Trump Goes After Liz Warren’s Legacy
President Donald Trump’s administration is expected to roll out a plan to curb the powers of the Consumer Financial Protections Burea (CFPB) and lay out its review of a large swath of banking regulations in a report expected to be released as early as Monday.
Trump ordered Treasury Secretary Steve Mnuchin and the Treasury Department in early February to conduct a thorough review of regulations imposed on the banking and financial sectors after the housing market collapse of 2007. The Treasury’s report is expected to be less far-reaching than the Financial CHOICE Act passed in the House June 8.
The CFPB is the brainchild of Sen. Elizabeth Warren of Massachusetts, who believes the bureau is vital to constrain Wall Street and protect ordinary American consumers.

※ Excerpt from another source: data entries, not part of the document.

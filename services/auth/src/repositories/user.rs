//! User repository for database operations

use anyhow::Result;
use argon2::{Argon2, PasswordHash, PasswordHasher, PasswordVerifier, password_hash::SaltString};
use sqlx::PgPool;
use thiserror::Error;
use tracing::info;
use uuid::Uuid;

use crate::models::{NewUser, User};

const USER_COLUMNS: &str = "id, username, email, password_hash, created_at, updated_at";

/// Errors raised while creating accounts
#[derive(Debug, Error)]
pub enum UserRepositoryError {
    #[error("Username or email already registered")]
    Duplicate,

    #[error("Failed to hash password: {0}")]
    Hash(String),

    #[error("Database error: {0}")]
    Database(#[from] sqlx::Error),
}

/// Hash a plaintext password with argon2 and a random salt
pub fn hash_password(password: &str) -> Result<String, UserRepositoryError> {
    let salt = SaltString::generate(&mut rand::thread_rng());
    Argon2::default()
        .hash_password(password.as_bytes(), &salt)
        .map(|hash| hash.to_string())
        .map_err(|e| UserRepositoryError::Hash(e.to_string()))
}

/// User repository
#[derive(Clone)]
pub struct UserRepository {
    pool: PgPool,
}

impl UserRepository {
    /// Create a new user repository
    pub fn new(pool: PgPool) -> Self {
        Self { pool }
    }

    /// Create a user and attach the named roles in one transaction
    ///
    /// Role names must already exist in the `roles` table; unknown names are skipped.
    pub async fn create(
        &self,
        new_user: &NewUser,
        roles: &[String],
    ) -> Result<User, UserRepositoryError> {
        info!("Creating new user: {}", new_user.username);

        let password_hash = hash_password(&new_user.password)?;

        let mut tx = self.pool.begin().await?;

        let user = sqlx::query_as::<_, User>(&format!(
            "INSERT INTO users (username, email, password_hash) VALUES ($1, $2, $3) RETURNING {USER_COLUMNS}"
        ))
        .bind(&new_user.username)
        .bind(&new_user.email)
        .bind(&password_hash)
        .fetch_one(&mut *tx)
        .await
        .map_err(|e| match &e {
            sqlx::Error::Database(db) if db.is_unique_violation() => UserRepositoryError::Duplicate,
            _ => UserRepositoryError::Database(e),
        })?;

        sqlx::query(
            r#"
            INSERT INTO user_roles (user_id, role_id)
            SELECT $1, id FROM roles WHERE name = ANY($2)
            "#,
        )
        .bind(user.id)
        .bind(roles)
        .execute(&mut *tx)
        .await?;

        tx.commit().await?;

        info!("Created user {} with roles {:?}", user.id, roles);
        Ok(user)
    }

    /// Find a user by username or email
    pub async fn find_by_username_or_email(&self, username_or_email: &str) -> Result<Option<User>> {
        info!("Finding user by username or email: {}", username_or_email);

        let user = sqlx::query_as::<_, User>(&format!(
            "SELECT {USER_COLUMNS} FROM users WHERE username = $1 OR email = $1"
        ))
        .bind(username_or_email)
        .fetch_optional(&self.pool)
        .await?;

        Ok(user)
    }

    /// Find a user by ID
    pub async fn find_by_id(&self, id: Uuid) -> Result<Option<User>> {
        info!("Finding user by ID: {}", id);

        let user = sqlx::query_as::<_, User>(&format!(
            "SELECT {USER_COLUMNS} FROM users WHERE id = $1"
        ))
        .bind(id)
        .fetch_optional(&self.pool)
        .await?;

        Ok(user)
    }

    /// Role names held by a user, sorted
    pub async fn roles_for_user(&self, user_id: Uuid) -> Result<Vec<String>> {
        let roles = sqlx::query_scalar::<_, String>(
            r#"
            SELECT r.name
            FROM user_roles ur
            JOIN roles r ON r.id = ur.role_id
            WHERE ur.user_id = $1
            ORDER BY r.name
            "#,
        )
        .bind(user_id)
        .fetch_all(&self.pool)
        .await?;

        Ok(roles)
    }

    /// Number of registered users
    pub async fn count(&self) -> Result<i64> {
        let count = sqlx::query_scalar::<_, i64>("SELECT COUNT(*) FROM users")
            .fetch_one(&self.pool)
            .await?;

        Ok(count)
    }

    /// Verify a user's password
    pub fn verify_password(&self, user: &User, password: &str) -> Result<bool> {
        verify_password_hash(&user.password_hash, password)
    }
}

/// Check a plaintext password against a stored argon2 hash
pub fn verify_password_hash(password_hash: &str, password: &str) -> Result<bool> {
    let parsed_hash = PasswordHash::new(password_hash)
        .map_err(|e| anyhow::anyhow!("Failed to parse password hash: {}", e))?;

    Ok(Argon2::default()
        .verify_password(password.as_bytes(), &parsed_hash)
        .is_ok())
}

#[cfg(test)]
mod tests {
    use super::*;

    #[test]
    fn test_hash_then_verify() {
        let hash = hash_password("Str0ng!pass").unwrap();
        assert!(hash.starts_with("$argon2"));
        assert!(verify_password_hash(&hash, "Str0ng!pass").unwrap());
        assert!(!verify_password_hash(&hash, "wrong").unwrap());
    }

    #[test]
    fn test_salts_differ() {
        let a = hash_password("Str0ng!pass").unwrap();
        let b = hash_password("Str0ng!pass").unwrap();
        assert_ne!(a, b);
    }

    #[test]
    fn test_malformed_hash_is_an_error() {
        assert!(verify_password_hash("not-a-hash", "anything").is_err());
    }
}
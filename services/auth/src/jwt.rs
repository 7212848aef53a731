//! JWT service for token generation, validation, and management
//!
//! Tokens are signed with RS256. Access tokens carry the user's role names and
//! the permissions computed from them at issue time; refresh tokens carry
//! neither. Used refresh tokens are blacklisted in Redis until they expire.

use anyhow::Result;
use common::cache::RedisPool;
use jsonwebtoken::{Algorithm, DecodingKey, EncodingKey, Header, Validation, decode, encode};
use serde::{Deserialize, Serialize};
use std::time::{SystemTime, UNIX_EPOCH};
use tracing::info;
use uuid::Uuid;

/// JWT configuration
#[derive(Debug, Clone)]
pub struct JwtConfig {
    /// Private key for signing tokens
    pub private_key: String,
    /// Public key for verifying tokens
    pub public_key: String,
    /// Access token expiration time in seconds (default: 15 minutes)
    pub access_token_expiry: u64,
    /// Refresh token expiration time in seconds (default: 7 days)
    pub refresh_token_expiry: u64,
}

/// Read a PEM value, or the file it names (relative to CWD, then the crate root)
fn read_pem(value: String, what: &str) -> Result<String> {
    if value.starts_with("-----BEGIN") {
        return Ok(value);
    }

    let contents = std::fs::read_to_string(&value)
        .or_else(|_| {
            let mut path = std::path::PathBuf::from(env!("CARGO_MANIFEST_DIR"));
            path.push(&value);
            std::fs::read_to_string(path)
        })
        .map_err(|e| anyhow::anyhow!("Failed to read {} file: {}", what, e))?;

    Ok(contents.trim().to_string())
}

impl JwtConfig {
    /// Create a new JwtConfig from environment variables
    ///
    /// # Environment Variables
    /// - `JWT_PRIVATE_KEY`: Private key for signing tokens (PEM format) or path to private key file
    /// - `JWT_PUBLIC_KEY`: Public key for verifying tokens (PEM format) or path to public key file
    /// - `JWT_ACCESS_TOKEN_EXPIRY`: Access token expiry in seconds (default: 900)
    /// - `JWT_REFRESH_TOKEN_EXPIRY`: Refresh token expiry in seconds (default: 604800)
    pub fn from_env() -> Result<Self> {
        let private_key = std::env::var("JWT_PRIVATE_KEY")
            .map_err(|_| anyhow::anyhow!("JWT_PRIVATE_KEY environment variable not set"))?;
        let private_key = read_pem(private_key, "private key")?;

        let public_key = std::env::var("JWT_PUBLIC_KEY")
            .map_err(|_| anyhow::anyhow!("JWT_PUBLIC_KEY environment variable not set"))?;
        let public_key = read_pem(public_key, "public key")?;

        let access_token_expiry = std::env::var("JWT_ACCESS_TOKEN_EXPIRY")
            .ok()
            .and_then(|s| s.parse().ok())
            .unwrap_or(900);

        let refresh_token_expiry = std::env::var("JWT_REFRESH_TOKEN_EXPIRY")
            .ok()
            .and_then(|s| s.parse().ok())
            .unwrap_or(604800);

        Ok(JwtConfig {
            private_key,
            public_key,
            access_token_expiry,
            refresh_token_expiry,
        })
    }
}

/// JWT claims structure
#[derive(Debug, Serialize, Deserialize)]
pub struct Claims {
    /// User ID
    pub sub: Uuid,
    /// User roles
    pub roles: Vec<String>,
    /// Permissions computed from `roles` when the token was issued
    pub permissions: Vec<String>,
    /// Issued at time
    pub iat: u64,
    /// Expiration time
    pub exp: u64,
    /// Token type (access or refresh)
    pub token_type: TokenType,
}

/// Token type enum
#[derive(Debug, Serialize, Deserialize, Clone, Copy, PartialEq)]
pub enum TokenType {
    /// Access token
    Access,
    /// Refresh token
    Refresh,
}

/// Seconds since the Unix epoch
pub fn now_secs() -> Result<u64> {
    Ok(SystemTime::now()
        .duration_since(UNIX_EPOCH)
        .map_err(|e| anyhow::anyhow!("Failed to get current time: {}", e))?
        .as_secs())
}

fn blacklist_key(token: &str) -> String {
    format!("blacklisted_token:{}", token)
}

/// JWT service
#[derive(Clone)]
pub struct JwtService {
    encoding_key: EncodingKey,
    decoding_key: DecodingKey,
    validation: Validation,
    config: JwtConfig,
}

impl JwtService {
    /// Initialize a new JWT service
    pub fn new(config: JwtConfig) -> Result<Self> {
        let encoding_key = EncodingKey::from_rsa_pem(config.private_key.as_bytes())?;
        let decoding_key = DecodingKey::from_rsa_pem(config.public_key.as_bytes())?;
        let mut validation = Validation::new(Algorithm::RS256);
        validation.validate_exp = true;

        Ok(JwtService {
            encoding_key,
            decoding_key,
            validation,
            config,
        })
    }

    fn sign(&self, claims: &Claims) -> Result<String> {
        let token = encode(&Header::new(Algorithm::RS256), claims, &self.encoding_key)?;
        Ok(token)
    }

    /// Generate an access token for a user
    pub fn generate_access_token(
        &self,
        user_id: Uuid,
        roles: &[String],
        permissions: &[String],
    ) -> Result<String> {
        let now = now_secs()?;

        self.sign(&Claims {
            sub: user_id,
            roles: roles.to_vec(),
            permissions: permissions.to_vec(),
            iat: now,
            exp: now + self.config.access_token_expiry,
            token_type: TokenType::Access,
        })
    }

    /// Generate a refresh token for a user
    pub fn generate_refresh_token(&self, user_id: Uuid) -> Result<String> {
        let now = now_secs()?;

        self.sign(&Claims {
            sub: user_id,
            roles: vec![],
            permissions: vec![],
            iat: now,
            exp: now + self.config.refresh_token_expiry,
            token_type: TokenType::Refresh,
        })
    }

    /// Validate a token and return the claims
    pub fn validate_token(&self, token: &str) -> Result<Claims> {
        let token_data = decode::<Claims>(token, &self.decoding_key, &self.validation)?;
        Ok(token_data.claims)
    }

    /// Check if a token is blacklisted in Redis
    pub async fn is_token_blacklisted(&self, redis_pool: &RedisPool, token: &str) -> Result<bool> {
        redis_pool.exists(&blacklist_key(token)).await
    }

    /// Blacklist a token in Redis for `expiry` seconds
    pub async fn blacklist_token(
        &self,
        redis_pool: &RedisPool,
        token: &str,
        expiry: u64,
    ) -> Result<()> {
        redis_pool
            .set(&blacklist_key(token), "1", Some(expiry))
            .await
    }

    /// Get the access token expiry time
    pub fn access_token_expiry(&self) -> u64 {
        self.config.access_token_expiry
    }

    /// Get the refresh token expiry time
    pub fn refresh_token_expiry(&self) -> u64 {
        self.config.refresh_token_expiry
    }

    /// Rotate a refresh token
    ///
    /// Blacklists the old refresh token for its remaining lifetime and issues a
    /// new one for the same user.
    pub async fn rotate_refresh_token(
        &self,
        redis_pool: &RedisPool,
        user_id: Uuid,
        old_refresh_token: &str,
    ) -> Result<String> {
        let claims = self.validate_token(old_refresh_token)?;

        if claims.token_type != TokenType::Refresh {
            return Err(anyhow::anyhow!("Token is not a refresh token"));
        }

        if claims.sub != user_id {
            return Err(anyhow::anyhow!("Token does not belong to user"));
        }

        let expiry = claims.exp.saturating_sub(now_secs()?);
        self.blacklist_token(redis_pool, old_refresh_token, expiry)
            .await?;

        info!("Rotated refresh token for user {}", user_id);
        self.generate_refresh_token(user_id)
    }
}

#[cfg(test)]
mod tests {
    use super::*;
    use serial_test::serial;

    const PRIVATE_KEY: &str = include_str!("../../../testdata/jwt_private.pem");
    const PUBLIC_KEY: &str = include_str!("../../../testdata/jwt_public.pem");

    fn test_config() -> JwtConfig {
        JwtConfig {
            private_key: PRIVATE_KEY.to_string(),
            public_key: PUBLIC_KEY.to_string(),
            access_token_expiry: 900,
            refresh_token_expiry: 604800,
        }
    }

    #[test]
    fn test_access_token_round_trip() {
        let service = JwtService::new(test_config()).unwrap();
        let user_id = Uuid::new_v4();
        let roles = vec!["fair_admin".to_string()];
        let permissions = vec!["fairs.create".to_string(), "fairs.read".to_string()];

        let token = service
            .generate_access_token(user_id, &roles, &permissions)
            .unwrap();
        let claims = service.validate_token(&token).unwrap();

        assert_eq!(claims.sub, user_id);
        assert_eq!(claims.roles, roles);
        assert_eq!(claims.permissions, permissions);
        assert_eq!(claims.token_type, TokenType::Access);
        assert_eq!(claims.exp - claims.iat, 900);
    }

    #[test]
    fn test_refresh_token_carries_no_roles() {
        let service = JwtService::new(test_config()).unwrap();
        let user_id = Uuid::new_v4();

        let token = service.generate_refresh_token(user_id).unwrap();
        let claims = service.validate_token(&token).unwrap();

        assert_eq!(claims.sub, user_id);
        assert!(claims.roles.is_empty());
        assert!(claims.permissions.is_empty());
        assert_eq!(claims.token_type, TokenType::Refresh);
        assert_eq!(claims.exp - claims.iat, 604800);
    }

    #[test]
    fn test_expired_token_is_rejected() {
        let service = JwtService::new(test_config()).unwrap();
        let now = now_secs().unwrap();
        let token = service
            .sign(&Claims {
                sub: Uuid::new_v4(),
                roles: vec![],
                permissions: vec![],
                iat: now - 7200,
                exp: now - 3600,
                token_type: TokenType::Access,
            })
            .unwrap();

        assert!(service.validate_token(&token).is_err());
    }

    #[test]
    fn test_tampered_token_is_rejected() {
        let service = JwtService::new(test_config()).unwrap();
        let token = service
            .generate_access_token(Uuid::new_v4(), &["volunteer".to_string()], &[])
            .unwrap();

        let mut parts: Vec<&str> = token.split('.').collect();
        parts[2] = "c2lnbmF0dXJl";
        let tampered = parts.join(".");

        assert!(service.validate_token(&tampered).is_err());
    }

    #[test]
    fn test_invalid_key_is_rejected() {
        let config = JwtConfig {
            private_key: "not a key".to_string(),
            ..test_config()
        };
        assert!(JwtService::new(config).is_err());
    }

    #[test]
    #[serial]
    fn test_jwt_config_from_env() {
        unsafe {
            std::env::set_var("JWT_PRIVATE_KEY", PRIVATE_KEY);
            std::env::set_var("JWT_PUBLIC_KEY", PUBLIC_KEY);
            std::env::set_var("JWT_ACCESS_TOKEN_EXPIRY", "60");
            std::env::remove_var("JWT_REFRESH_TOKEN_EXPIRY");
        }

        let config = JwtConfig::from_env().unwrap();
        assert_eq!(config.private_key, PRIVATE_KEY);
        assert_eq!(config.access_token_expiry, 60);
        assert_eq!(config.refresh_token_expiry, 604800);

        unsafe {
            std::env::remove_var("JWT_PRIVATE_KEY");
            std::env::remove_var("JWT_PUBLIC_KEY");
            std::env::remove_var("JWT_ACCESS_TOKEN_EXPIRY");
        }
    }

    #[test]
    #[serial]
    fn test_jwt_config_reads_key_files() {
        unsafe {
            std::env::set_var("JWT_PRIVATE_KEY", "../../testdata/jwt_private.pem");
            std::env::set_var("JWT_PUBLIC_KEY", "../../testdata/jwt_public.pem");
        }

        let config = JwtConfig::from_env().unwrap();
        assert!(JwtService::new(config).is_ok());

        unsafe {
            std::env::remove_var("JWT_PRIVATE_KEY");
            std::env::remove_var("JWT_PUBLIC_KEY");
        }
    }
}
//! Bearer authentication for account management endpoints

use axum::{
    extract::{Request, State},
    middleware::Next,
    response::Response,
};
use axum_extra::{
    TypedHeader,
    headers::{Authorization, authorization::Bearer},
};
use tracing::error;

use crate::{AppState, jwt::TokenType, routes::AuthError};

/// Require a valid, non-blacklisted access token and expose its subject
///
/// Inserts the caller's user id (`Uuid`) into the request extensions. Roles are
/// not taken from the token; handlers reload them from the database.
pub async fn auth_middleware(
    State(state): State<AppState>,
    bearer: Option<TypedHeader<Authorization<Bearer>>>,
    mut req: Request,
    next: Next,
) -> Result<Response, AuthError> {
    let TypedHeader(Authorization(bearer)) = bearer.ok_or(AuthError::Unauthorized)?;
    let token = bearer.token();

    let claims = state.jwt_service.validate_token(token).map_err(|e| {
        error!("Failed to validate token: {}", e);
        AuthError::Unauthorized
    })?;

    if claims.token_type != TokenType::Access {
        return Err(AuthError::Unauthorized);
    }

    let is_blacklisted = state
        .jwt_service
        .is_token_blacklisted(&state.redis_pool, token)
        .await
        .map_err(|e| {
            error!("Failed to check if token is blacklisted: {}", e);
            AuthError::InternalServerError
        })?;

    if is_blacklisted {
        return Err(AuthError::Unauthorized);
    }

    req.extensions_mut().insert(claims.sub);

    Ok(next.run(req).await)
}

The report, expected to be around 150 pages, will be highly critical of the CFPB and will recommend that the entity be stripped of its authority to review financial institutions, The Wall Street Journal reports. Currently, the bureau has the authority to both enforce consumer laws and review individual firms on a rolling basis.
Wall Street firms have focused on Trump’s promise to overhaul Dodd-Frank since he signed the executive order in February. Specifically, major banks want him to do away with the Volcker rule, which limits how Wall Street firms trade and invest their own money.
The Treasury’s report is expected to include a section on the Volcker rule. The section will reportedly advise that small banks with under $10 billion in assets be exempt from the rule entirely. The report is not expected to advise repealing the rule.
The Treasury will also reportedly advise that banks submit a “living wills” status update every two years, instead of annually. Living wills statements outline how banks could go through bankruptcy without the need for a taxpayer-funded bailout.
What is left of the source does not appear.